2021年現在では、物理的な力を伴わない暴力(=言葉の暴力、精神への暴力)がホットなトピックですね。ネット上での誹謗中傷が常軌を逸したレベルになっているので、あと5-10年以内には、これらも立派な暴力として認識され、いまよりはるかに重い刑罰の対象になるのではないでしょうか。
人を動かす方法②:対価
人を動かす2本目の矢は、対価です。
これも分かりやすい方法ですね。相手を動かすかわりに、それに見合う価値(対価)を相手に提供する。いわゆるギブアンドテイクのことです。
人を動かす方法②:対価を払う
人を動かす方法としての対価
対価で人を動かす例としてもっとも分かりやすいのは、お金のやりとりです。
たとえば、あなたがレストランで食事をしたとしましょう。「人を動かす」という観点では、あなたはレストランの従業員に「食事と、快適に食べる場所を提供してもらう」ということをさせています。つまり、あなたはレストランの従業員を動かしているわけです。
なぜ、レストランの従業員があなたに動かされるのでしょう?
言うまでもなく、あなたがお金を払ってくれるからです。お金という対価で、あなたはレストランの従業員を動かしています。
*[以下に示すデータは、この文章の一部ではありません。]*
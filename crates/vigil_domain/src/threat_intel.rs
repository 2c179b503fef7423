//! Threat-intel enrichment results (spec.md §3, §4.3): the shared shape
//! every `ThreatIntelSource` implementation in `vigil_intel` normalizes its
//! response into, so the orchestrator can combine results from sources it
//! knows nothing else about.

use chrono::{DateTime, Utc};
use serde::{Deserialize, Serialize};

#[derive(Debug, Clone, Default, Serialize, Deserialize)]
pub struct GeoMetadata {
    pub country_code: Option<String>,
    pub city: Option<String>,
    pub asn: Option<u32>,
    pub asn_org: Option<String>,
}

#[derive(Debug, Clone, Default, Serialize, Deserialize)]
pub struct NetworkMetadata {
    pub reverse_dns: Option<String>,
    pub open_ports: Vec<u16>,
    pub is_tor_exit_node: bool,
    pub is_known_vpn: bool,
}

/// One source's raw contribution before orchestrator-level combination.
#[derive(Debug, Clone, Serialize, Deserialize)]
pub struct SourceResult {
    pub source_name: String,
    /// This source's own confidence in its verdict, pre reliability
    /// weighting (spec.md §9 redesign note: sources are weighted by
    /// `reliability_weight` when combined, not treated as equally trustworthy).
    pub confidence: f64,
    pub malicious: bool,
    pub geo: Option<GeoMetadata>,
    pub network: Option<NetworkMetadata>,
    pub tags: Vec<String>,
    pub retrieved_at: DateTime<Utc>,
}

/// The orchestrator's combined verdict for one indicator across every
/// source that responded in time.
#[derive(Debug, Clone, Serialize, Deserialize)]
pub struct ThreatIntelResult {
    pub indicator: crate::indicator::Indicator,
    /// Reliability-weighted mean of contributing sources' confidence.
    pub score: f64,
    pub malicious: bool,
    pub geo: Option<GeoMetadata>,
    pub network: Option<NetworkMetadata>,
    pub tags: Vec<String>,
    pub sources: Vec<SourceResult>,
    /// Sources that were queried but did not return in time, or errored;
    /// surfaced so a caller can tell a quiet "clean" verdict apart from a
    /// partially-failed lookup.
    pub diagnostics: Vec<String>,
    pub computed_at: DateTime<Utc>,
}

impl ThreatIntelResult {
    /// Combine per-source results, weighting each by `reliability_weight`
    /// (source_name, weight) pairs. Sources not present in `weights` default
    /// to a weight of 1.0.
    pub fn combine(
        indicator: crate::indicator::Indicator,
        sources: Vec<SourceResult>,
        weights: &[(String, f64)],
        diagnostics: Vec<String>,
        now: DateTime<Utc>,
    ) -> Self {
        let weight_of = |name: &str| -> f64 {
            weights
                .iter()
                .find(|(n, _)| n == name)
                .map(|(_, w)| *w)
                .unwrap_or(1.0)
        };

        let (weighted_sum, weight_total) = sources.iter().fold((0.0, 0.0), |(sum, total), s| {
            let w = weight_of(&s.source_name);
            (sum + w * s.confidence, total + w)
        });
        let score = if weight_total == 0.0 { 0.0 } else { weighted_sum / weight_total };

        let malicious = sources.iter().any(|s| s.malicious);
        let tags: Vec<String> = {
            let mut all: Vec<String> = sources.iter().flat_map(|s| s.tags.clone()).collect();
            all.sort();
            all.dedup();
            all
        };

        let geo = resolve_conflict(&sources, weight_of, |s| s.geo.clone());
        let network = resolve_conflict(&sources, weight_of, |s| s.network.clone());

        Self {
            indicator,
            score,
            malicious,
            geo,
            network,
            tags,
            sources,
            diagnostics,
            computed_at: now,
        }
    }
}

/// Reliability-weighted conflict resolution (spec.md §4.10): the most
/// reliable source with a non-null value wins; ties are broken by the
/// latest `retrieved_at`.
fn resolve_conflict<T>(
    sources: &[SourceResult],
    weight_of: impl Fn(&str) -> f64,
    extract: impl Fn(&SourceResult) -> Option<T>,
) -> Option<T> {
    sources
        .iter()
        .filter_map(|s| extract(s).map(|value| (weight_of(&s.source_name), s.retrieved_at, value)))
        .max_by(|(w1, t1, _), (w2, t2, _)| {
            w1.partial_cmp(w2).unwrap_or(std::cmp::Ordering::Equal).then(t1.cmp(t2))
        })
        .map(|(_, _, value)| value)
}

#[cfg(test)]
mod tests {
    use super::*;
    use std::net::Ipv4Addr;

    fn source(name: &str, confidence: f64, malicious: bool) -> SourceResult {
        SourceResult {
            source_name: name.to_string(),
            confidence,
            malicious,
            geo: None,
            network: None,
            tags: vec!["c2".to_string()],
            retrieved_at: Utc::now(),
        }
    }

    #[test]
    fn combine_weights_sources_by_reliability() {
        let ind = crate::indicator::Indicator::Ipv4(Ipv4Addr::new(203, 0, 113, 1));
        let sources = vec![source("high_trust", 0.9, true), source("low_trust", 0.1, false)];
        let weights = vec![("high_trust".to_string(), 3.0), ("low_trust".to_string(), 1.0)];
        let result = ThreatIntelResult::combine(ind, sources, &weights, vec![], Utc::now());

        let expected = (3.0 * 0.9 + 1.0 * 0.1) / 4.0;
        assert!((result.score - expected).abs() < 1e-9);
        assert!(result.malicious);
    }

    #[test]
    fn combine_defaults_unweighted_sources_to_one() {
        let ind = crate::indicator::Indicator::Ipv4(Ipv4Addr::new(203, 0, 113, 1));
        let sources = vec![source("unknown_source", 0.5, false)];
        let result = ThreatIntelResult::combine(ind, sources, &[], vec!["timeout: other_source".to_string()], Utc::now());
        assert!((result.score - 0.5).abs() < 1e-9);
        assert_eq!(result.diagnostics.len(), 1);
    }

    #[test]
    fn combine_prefers_most_reliable_source_for_geo() {
        let ind = crate::indicator::Indicator::Ipv4(Ipv4Addr::new(203, 0, 113, 1));
        let mut low = source("low_trust", 0.5, false);
        low.geo = Some(GeoMetadata { country_code: Some("XX".into()), ..Default::default() });
        let mut high = source("high_trust", 0.5, false);
        high.geo = Some(GeoMetadata { country_code: Some("US".into()), ..Default::default() });

        let weights = vec![("high_trust".to_string(), 5.0), ("low_trust".to_string(), 1.0)];
        let result = ThreatIntelResult::combine(ind, vec![low, high], &weights, vec![], Utc::now());
        assert_eq!(result.geo.unwrap().country_code.as_deref(), Some("US"));
    }

    #[test]
    fn combine_breaks_geo_tie_by_latest_retrieved_at() {
        let ind = crate::indicator::Indicator::Ipv4(Ipv4Addr::new(203, 0, 113, 1));
        let earlier = Utc::now() - chrono::Duration::minutes(5);
        let mut older = source("same_weight_a", 0.5, false);
        older.geo = Some(GeoMetadata { country_code: Some("XX".into()), ..Default::default() });
        older.retrieved_at = earlier;
        let mut newer = source("same_weight_b", 0.5, false);
        newer.geo = Some(GeoMetadata { country_code: Some("US".into()), ..Default::default() });

        let result = ThreatIntelResult::combine(ind, vec![older, newer], &[], vec![], Utc::now());
        assert_eq!(result.geo.unwrap().country_code.as_deref(), Some("US"));
    }
}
もしお金を払わなければ何が起こるかは知ってのとおりです。
対価として機能するモノ
対価はお金に限りません。動かされる側に価値があるモノ(物理的な「物」に限らない)であれば、何でもOKです。
つまり、「あなたがXをしたら、私はYをしてあげる」というやりとりはすべて「対価の矢」を使った人の動かし方です。「テストでいい点をとったら、ゲームを買ってあげる」といった具合ですね。
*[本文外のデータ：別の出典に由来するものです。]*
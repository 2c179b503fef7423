//! `vigil serve` (spec.md §6): builds the full dependency graph and runs
//! the configured transport until EOF (STDIO) or a shutdown signal,
//! generalized from the teacher's `run_unified`/`run_sentinel_standalone`
//! signal-handling shape onto a single async transport loop instead of a
//! pair of OS threads.

use std::path::Path;

use thiserror::Error;
use tokio_util::sync::CancellationToken;

use vigil_mcp::app::{self, StartupError};
use vigil_mcp::config::{load_config, ConfigError, TransportMode};
use vigil_security::FrameLimits;

#[derive(Debug, Error)]
pub enum ServeError {
    #[error("{0}")]
    Config(#[from] ConfigError),
    #[error("{0}")]
    Startup(#[from] StartupError),
    #[error("tcp transport failed: {0}")]
    Transport(#[from] std::io::Error),
}

/// How the server stopped serving, for `main` to pick an exit code.
pub enum ServeOutcome {
    GracefulShutdown,
    Interrupted,
}

pub async fn run(config_path: Option<&Path>) -> Result<ServeOutcome, ServeError> {
    let config = load_config(config_path)?;
    let app = app::build(&config).await?;

    let shutdown = CancellationToken::new();
    let outcome = tokio::select! {
        biased;
        interrupted = wait_for_shutdown_signal() => {
            shutdown.cancel();
            if interrupted { ServeOutcome::Interrupted } else { ServeOutcome::GracefulShutdown }
        }
        result = serve_transport(&app, &config, shutdown.clone()) => {
            result?;
            ServeOutcome::GracefulShutdown
        }
    };

    Ok(outcome)
}

async fn serve_transport(
    app: &app::App,
    config: &vigil_mcp::config::VigilConfig,
    shutdown: CancellationToken,
) -> Result<(), std::io::Error> {
    let limits = FrameLimits::default();
    match config.transport.mode {
        TransportMode::Stdio => {
            vigil_mcp::transport::run_stdio(app.dispatcher.clone(), limits, shutdown).await;
            Ok(())
        }
        TransportMode::Tcp => {
            vigil_mcp::transport::run_tcp(app.dispatcher.clone(), config.transport.clone(), limits, shutdown).await
        }
    }
}

/// Resolves once a shutdown signal arrives: `true` for an interrupt
/// (Ctrl+C / SIGINT, spec.md §6 exit code 130), `false` for a graceful
/// termination request (SIGTERM), matching the distinction the teacher's
/// unified launcher draws between a crash/interrupt and an orderly stop.
#[cfg(unix)]
async fn wait_for_shutdown_signal() -> bool {
    use tokio::signal::unix::{signal, SignalKind};

    let mut sigterm = signal(SignalKind::terminate()).expect("failed to install SIGTERM handler");
    tokio::select! {
        _ = tokio::signal::ctrl_c() => true,
        _ = sigterm.recv() => false,
    }
}

#[cfg(not(unix))]
async fn wait_for_shutdown_signal() -> bool {
    let _ = tokio::signal::ctrl_c().await;
    true
}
このような明示的なやりとりがなくても、あなたが動かそうしている相手が、あなたからもらえるモノが目当てで動く場合、「対価の矢」によって人が動かされていると考えてください。
心理学の研究によれば、以下のものが人を動かす対価の代表例です3。
- お金
- セックス
- 言葉(褒め言葉、感謝の言葉)
- 社会的交流
- 仕事の裁量や自主性
ここで決定的に重要なのは①と②、つまり、お金とセックスです。お金とセックスは、現代社会における対価のツートップです。
お金とセックス
なぜ、お金とセックスは私たちにとって大きな価値を持つのでしょう?
答えは、「私たちは全員、お金とセックスに価値を見出すような人間の子孫だから」です。
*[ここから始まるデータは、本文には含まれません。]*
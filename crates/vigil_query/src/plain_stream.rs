//! Plain streaming (spec.md §4.8 `stream_events`): fixed-size chunks via
//! cursor pagination, duplicate-free by construction, stopping after
//! `max_chunks` chunks or once the cursor is exhausted.

use vigil_domain::{Event, StreamCursor};
use vigil_siem::{Page, Query, SiemClient, SiemError};

#[derive(Debug, Clone)]
pub struct StreamOutcome {
    pub events: Vec<Event>,
    /// `None` when the underlying cursor ran out of data, i.e. the caller
    /// has reached the end of the result set — never an error (spec.md
    /// §4.8 edge cases).
    pub next_cursor: Option<StreamCursor>,
    pub chunks_fetched: u32,
}

pub async fn stream_events(
    client: &SiemClient,
    indices: &[String],
    query: &Query,
    chunk_size: u32,
    max_chunks: u32,
    mut cursor: Option<StreamCursor>,
) -> Result<StreamOutcome, SiemError> {
    let mut events = Vec::new();
    let mut chunks_fetched = 0;

    for _ in 0..max_chunks.max(1) {
        let (page_events, page) = client.search_cursor(indices, query, chunk_size, cursor.as_ref()).await?;
        chunks_fetched += 1;
        let page_len = page_events.len();
        events.extend(page_events);

        let Page::Cursor { next_cursor } = page else {
            unreachable!("search_cursor always returns Page::Cursor")
        };

        if page_len < chunk_size as usize || next_cursor.is_none() {
            cursor = None;
            break;
        }
        cursor = next_cursor;
    }

    Ok(StreamOutcome { events, next_cursor: cursor, chunks_fetched })
}

#[cfg(test)]
mod tests {
    use super::*;

    #[test]
    fn empty_result_returns_null_cursor_not_error() {
        let outcome = StreamOutcome { events: vec![], next_cursor: None, chunks_fetched: 1 };
        assert!(outcome.events.is_empty());
        assert!(outcome.next_cursor.is_none());
    }
}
私たちは全員、数百万年の間「生き延びて、セックスする」ことを繰り返してきた種族の子孫です。よって、生き延びてセックスすることを本能レベルで重視するようにできています4。
そして、現代では生き延びるために必要なのはお金です。よって、お金とセックスが主要な対価になるわけです。お金かセックスを対価に人が動かされる事例を、あなたもいくらでも知っているはずです。
対価の扱い
ということで、お金やセックスなどの対価を払うことは、人を動かす方法、つまり、広義のコミュニケーションの一種です。
ただし、先述のとおり、当サイトとしては「対価を払うことはコミュニケーションではない」という整理にします。
対価を払うことは「コミュニケーション」ではないという整理にする
これはシンプルに、そのほうが分かりやすいからです。一般に、対価を払って人を動かすことのメリットの1つに、(後述する、狭義の)コミュニケーションが不要になることがあります。例を見てみましょう。
ここに100万円ある。何も聞かずに、明日マラソンを走ってくれ。
足がちぎれても完走してみせますよ。
こんなやりとりは、対価を介在させないと不可能ですよね。対価を払うことで、説明や説得(=狭義のコミュニケーション)なしに、さまざまなことを他者にしてもらえるのです。
また、一般論として、「コミュニケーション能力を鍛えたい」と思うとき、その動機の1つは「お金をもらうこと」です。つまり、スキルとしての「コミュニケーション」は、お金をもらうための手段です。それなのに、お金を払って人を動かすことまで「コミュニケーション」に含めても、分かりにくいだけでしょう。
結局、「対価を払う」という方法は、私たちがスキルとして考えたい「コミュニケーション」とは対極にあるものなのです。
厳密な線引きは難しい
ただし、対価と(狭義の)コミュニケーションを切り分けることは難しいケースもあります。
たとえば、ちょっとした雑談に褒め言葉を入れることは狭義のコミュニケーションスキルと呼べますが、これを「褒め言葉という対価を渡している」と解釈することも可能ですよね。
ただ、厳密な切り分けをする意味はないので、「お金のやりとりがあったら、それはもうコミュニケーションではない(という整理にする)」くらいに考えてください。
対価を期待させる
暴力と同じように、相手が勝手に対価を期待すると、それだけ人を動かしやすくなります。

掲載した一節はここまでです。